## TASK REQUIREMENTS
Return each of the entries below word for word.

## DATASET CONTENT
// SPDX-License-Identifier: Apache-2.0

//! Kafka delivery. The configuration types are always available so a config
//! file naming Kafka can be parsed and rejected with a clear message when the
//! `rdkafka` feature is off.

mod config;
#[cfg(feature = "rdkafka")]
mod sink;
mod template;

pub use config::{Compression, KafkaSinkConfig, RequiredAcks};
pub use template::Template;
#[cfg(feature = "rdkafka")]
pub use sink::KafkaSink;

## PROBLEM SOLUTION
// SPDX-License-Identifier: Apache-2.0

//! Kafka delivery. The configuration types are always available so a config
//! file naming Kafka can be parsed and rejected with a clear message when the
//! `rdkafka` feature is off.

mod config;
#[cfg(feature = "rdkafka")]
mod sink;
mod template;

pub use config::{Compression, KafkaSinkConfig, RequiredAcks};
pub use template::Template;
#[cfg(feature = "rdkafka")]
pub use sink::KafkaSink;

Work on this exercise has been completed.